[Saved data entries]
━━━━━━━━

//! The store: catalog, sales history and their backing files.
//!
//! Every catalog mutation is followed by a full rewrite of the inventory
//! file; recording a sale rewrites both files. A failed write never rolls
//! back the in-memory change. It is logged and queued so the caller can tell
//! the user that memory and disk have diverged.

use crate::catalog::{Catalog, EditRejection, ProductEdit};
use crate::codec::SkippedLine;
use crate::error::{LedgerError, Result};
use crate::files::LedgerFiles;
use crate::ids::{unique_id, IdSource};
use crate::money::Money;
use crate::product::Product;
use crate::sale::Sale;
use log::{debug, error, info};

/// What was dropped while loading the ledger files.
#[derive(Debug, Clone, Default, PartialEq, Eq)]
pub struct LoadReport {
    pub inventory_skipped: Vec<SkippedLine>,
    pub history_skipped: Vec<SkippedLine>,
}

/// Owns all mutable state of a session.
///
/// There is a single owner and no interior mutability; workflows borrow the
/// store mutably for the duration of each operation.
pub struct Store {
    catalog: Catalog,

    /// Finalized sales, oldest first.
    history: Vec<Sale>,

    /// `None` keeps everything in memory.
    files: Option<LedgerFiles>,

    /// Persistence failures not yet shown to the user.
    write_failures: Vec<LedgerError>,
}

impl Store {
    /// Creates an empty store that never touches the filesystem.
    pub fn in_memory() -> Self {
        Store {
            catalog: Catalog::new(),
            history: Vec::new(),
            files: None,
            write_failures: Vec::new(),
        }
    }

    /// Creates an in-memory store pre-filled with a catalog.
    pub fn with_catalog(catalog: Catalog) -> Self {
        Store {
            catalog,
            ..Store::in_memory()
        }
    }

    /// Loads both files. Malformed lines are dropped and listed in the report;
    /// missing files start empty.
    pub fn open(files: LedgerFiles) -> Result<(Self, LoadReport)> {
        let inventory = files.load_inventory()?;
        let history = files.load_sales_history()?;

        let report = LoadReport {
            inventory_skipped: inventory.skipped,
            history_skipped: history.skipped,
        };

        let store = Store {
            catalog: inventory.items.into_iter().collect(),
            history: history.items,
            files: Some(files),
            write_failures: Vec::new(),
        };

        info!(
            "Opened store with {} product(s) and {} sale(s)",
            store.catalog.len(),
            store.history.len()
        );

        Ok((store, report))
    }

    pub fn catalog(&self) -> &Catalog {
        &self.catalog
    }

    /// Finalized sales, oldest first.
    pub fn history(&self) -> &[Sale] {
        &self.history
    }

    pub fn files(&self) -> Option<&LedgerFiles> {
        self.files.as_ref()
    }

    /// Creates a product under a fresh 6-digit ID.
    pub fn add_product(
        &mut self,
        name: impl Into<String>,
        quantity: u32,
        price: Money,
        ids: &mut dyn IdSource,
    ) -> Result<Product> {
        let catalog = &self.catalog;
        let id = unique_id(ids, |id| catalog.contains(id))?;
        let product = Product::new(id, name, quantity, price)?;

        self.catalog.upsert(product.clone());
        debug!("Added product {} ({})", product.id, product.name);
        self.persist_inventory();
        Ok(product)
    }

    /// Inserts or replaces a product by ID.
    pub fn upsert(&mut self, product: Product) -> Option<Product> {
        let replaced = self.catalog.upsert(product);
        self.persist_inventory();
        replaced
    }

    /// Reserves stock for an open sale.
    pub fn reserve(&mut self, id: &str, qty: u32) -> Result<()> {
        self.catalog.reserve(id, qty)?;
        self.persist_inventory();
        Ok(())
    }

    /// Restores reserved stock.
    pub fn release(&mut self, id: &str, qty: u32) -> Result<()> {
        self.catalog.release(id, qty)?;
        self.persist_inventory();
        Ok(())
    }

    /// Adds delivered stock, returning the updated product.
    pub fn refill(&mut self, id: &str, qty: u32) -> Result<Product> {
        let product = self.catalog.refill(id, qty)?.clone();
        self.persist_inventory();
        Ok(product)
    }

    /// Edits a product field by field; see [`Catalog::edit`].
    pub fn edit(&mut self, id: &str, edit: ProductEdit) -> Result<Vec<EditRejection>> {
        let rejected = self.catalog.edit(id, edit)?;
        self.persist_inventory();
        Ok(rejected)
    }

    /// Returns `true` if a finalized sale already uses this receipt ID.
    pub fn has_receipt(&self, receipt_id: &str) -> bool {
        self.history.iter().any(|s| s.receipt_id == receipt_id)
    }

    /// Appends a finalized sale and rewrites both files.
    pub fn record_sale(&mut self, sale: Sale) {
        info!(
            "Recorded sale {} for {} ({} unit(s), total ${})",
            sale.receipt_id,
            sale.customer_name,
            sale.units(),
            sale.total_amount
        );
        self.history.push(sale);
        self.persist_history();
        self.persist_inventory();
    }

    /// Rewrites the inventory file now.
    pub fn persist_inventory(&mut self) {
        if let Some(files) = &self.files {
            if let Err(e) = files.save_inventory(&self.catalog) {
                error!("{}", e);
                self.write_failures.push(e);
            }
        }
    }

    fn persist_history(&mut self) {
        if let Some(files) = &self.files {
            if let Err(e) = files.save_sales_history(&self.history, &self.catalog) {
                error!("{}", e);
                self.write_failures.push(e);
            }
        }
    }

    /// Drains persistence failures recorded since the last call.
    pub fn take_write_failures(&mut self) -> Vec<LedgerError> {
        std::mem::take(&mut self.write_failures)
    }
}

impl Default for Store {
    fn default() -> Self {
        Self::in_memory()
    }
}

━━━━━━━━

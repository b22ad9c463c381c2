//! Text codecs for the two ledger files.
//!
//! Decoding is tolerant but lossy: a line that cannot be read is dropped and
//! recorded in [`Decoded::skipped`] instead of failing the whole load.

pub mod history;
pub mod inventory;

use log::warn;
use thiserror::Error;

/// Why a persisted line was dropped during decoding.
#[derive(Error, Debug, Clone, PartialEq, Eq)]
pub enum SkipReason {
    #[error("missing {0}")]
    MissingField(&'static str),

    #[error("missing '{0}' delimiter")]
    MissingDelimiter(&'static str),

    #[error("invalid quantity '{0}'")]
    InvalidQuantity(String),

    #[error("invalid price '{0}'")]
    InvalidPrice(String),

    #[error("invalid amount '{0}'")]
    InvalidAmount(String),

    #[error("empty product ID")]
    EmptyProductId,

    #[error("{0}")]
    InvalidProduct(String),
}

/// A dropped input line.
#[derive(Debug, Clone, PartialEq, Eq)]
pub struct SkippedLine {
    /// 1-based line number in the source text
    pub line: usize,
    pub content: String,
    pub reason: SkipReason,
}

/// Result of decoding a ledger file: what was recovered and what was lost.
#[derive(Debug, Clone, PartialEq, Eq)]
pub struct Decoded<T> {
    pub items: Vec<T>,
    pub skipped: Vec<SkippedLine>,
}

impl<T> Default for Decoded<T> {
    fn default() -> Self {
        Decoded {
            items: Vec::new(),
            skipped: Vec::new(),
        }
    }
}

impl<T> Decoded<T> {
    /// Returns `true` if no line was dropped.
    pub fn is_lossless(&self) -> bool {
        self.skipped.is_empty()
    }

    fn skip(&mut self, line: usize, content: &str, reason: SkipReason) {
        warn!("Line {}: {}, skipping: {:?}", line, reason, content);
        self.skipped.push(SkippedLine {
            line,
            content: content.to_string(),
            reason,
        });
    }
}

━━━━━━━━

WORK INSTRUCTIONS | Among the records above, only the lines between the line holding "pub fn in_memory()" and the line holding "let history = files.load_sales_history()?;", inclusive, are to be output, exactly as written.

ANSWER TO THE EXERCISE |
    pub fn in_memory() -> Self {
        Store {
            catalog: Catalog::new(),
            history: Vec::new(),
            files: None,
            write_failures: Vec::new(),
        }
    }

    /// Creates an in-memory store pre-filled with a catalog.
    pub fn with_catalog(catalog: Catalog) -> Self {
        Store {
            catalog,
            ..Store::in_memory()
        }
    }

    /// Loads both files. Malformed lines are dropped and listed in the report;
    /// missing files start empty.
    pub fn open(files: LedgerFiles) -> Result<(Self, LoadReport)> {
        let inventory = files.load_inventory()?;
        let history = files.load_sales_history()?;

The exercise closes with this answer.